The honor comes just months after Arrollo was honored by the Ceres Chamber of Commerce’s Lifetime Achievement Award in January.
Arrollo said he wants the spelling of L-o-u-i-e on the school name rather than his birth name of Louis.
“Louis is on the birth certificate but I’ve never went by Louis.”
The district decided to rename the school after the fallout of the news about the late farmworkers union leader being involved in multiple allegations of sexual misconduct.
In selecting the name of the former Ceres mayor, the board turned down two other name finalists – that of astronaut Jose Hernandez and Eastgate, the area of Ceres where the school is located.
On May 7 the CUSD Board of Trustees voted to remove Chavez’s name from the school in light of the controversies surrounding his alleged sexual misconduct.
The district began collecting names from the community and an ad hoc committee comprised of parents/guardians, students, employees, community members, and Board members met on May 30 to review the recommendations.
The committee narrowed the list of 53 eligible recommendations to three finalists for the Board’s consideration. The names for Arrollo and Hernandez received tied votes among the ad hoc committee.
Arrollo has served Ceres for decades, starting after he moved to Ceres with his family in 1957. He attended Ceres High School, joined the Army where he was a military police officer before returning home to work loading boxes of harvested peaches onto trailers. In 1963, he became the Ceres Police Department’s first Hispanic officer, rising through the ranks over the next 21 years to retire as police commander in 1984.
Arrollo taught law enforcement courses at Ceres High School, earned his master’s degree, and served more than a decade as an administrator in charge of discipline. He retired from education in 2001.
Parallel to his work in schools, Arrollo was elected to the Ceres City Council in 1985 and later served two non-consecutive terms as mayor. Under his leadership the city built the Smyrna Park skate park, launched the Concerts in the Park, and adoption of the city motto, “Together We Achieve.”
In 2026, the Ceres Chamber of Commerce recognized Arrollo with its Citizen of the Year/Lifetime Achievement Award for his decades of service that helped shape the Ceres community. Reflecting on the city he calls “one of the greatest in the Central Valley.”
Arrollo said, “Ceres has been good to me, mainly because of the people who live in Ceres.”
A number of school districts have removed Chavez’s name after UFW labor union legend Dolores Huerta revealed that the late farm labor union founder sexually assaulted her and twice impregnated her. Huerta made the shocking claim after the New York Times published the claims of former United Farm Workers (UFW) workers Ana Murguia and Debra Rojas who claim they were sexually abused by Chavez as teens. Both told the Times that they remained silent for decades for fear of “tarnishing the image of a man who has become the face of the Latino civil rights movement, his image on school murals and his birthday a state holiday in California.”

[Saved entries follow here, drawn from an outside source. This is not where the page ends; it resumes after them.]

//! # Error Types
//!
//! Defines error types shared by the wire codecs of every crate.

use thiserror::Error;

/// Errors raised while decoding consensus-serialized data.
#[derive(Debug, Clone, PartialEq, Eq, Error)]
pub enum DecodeError {
    /// Input ended before the value was complete.
    #[error("Unexpected end of data: needed {needed} bytes, {remaining} remaining")]
    UnexpectedEof { needed: usize, remaining: usize },

    /// CompactSize value not in its shortest form.
    #[error("Non-canonical CompactSize encoding")]
    NonCanonicalSize,

    /// CompactSize value above the allowed maximum.
    #[error("Size {size} exceeds maximum {max}")]
    SizeTooLarge { size: u64, max: u64 },

    /// Bytes left over after the top-level value was decoded.
    #[error("{0} trailing bytes after message")]
    TrailingBytes(usize),

    /// Semantic violation detected while decoding.
    #[error("Invalid data: {0}")]
    Invalid(String),
}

Huerta publicly revealed that she was sexually abused by Chavez, a secret she kept for 60 years to protect the farmworker movement. She gave up his alleged two children to adoptive families.
Huerta said the formerly revered UFW founder Chavez sexually abused her as a young woman and decided to speak out after Murguia and Rojas told the Times that Chavez sexually abused them over a five-year period in the 1970s, beginning when they were 12 and 13. When asked why she didn’t expose Chavez while he was living, Huerta said she “believed that exposing the truth would hurt the farmworker movement I have spent my entire life fighting for.”
On Instagram Huerta wrote: “As a young mother in the 1960s, I experienced two separate sexual encounters with Cesar. The first time I was manipulated and pressured into having sex with him, and I didn’t feel I could say no because he was someone that I admired, my boss and the leader of the movement I had already devoted years of my life to. The second time I was forced, against my will, and in an environment where I felt trapped.
“I had experienced abuse and sexual violence before, and I convinced myself these were incidents that I had to endure alone and in secret. Both sexual encounters with Cesar led to pregnancies. I chose to keep my pregnancies secret and, after the children were born, I arranged for them to be raised by other families that could give them stable lives.”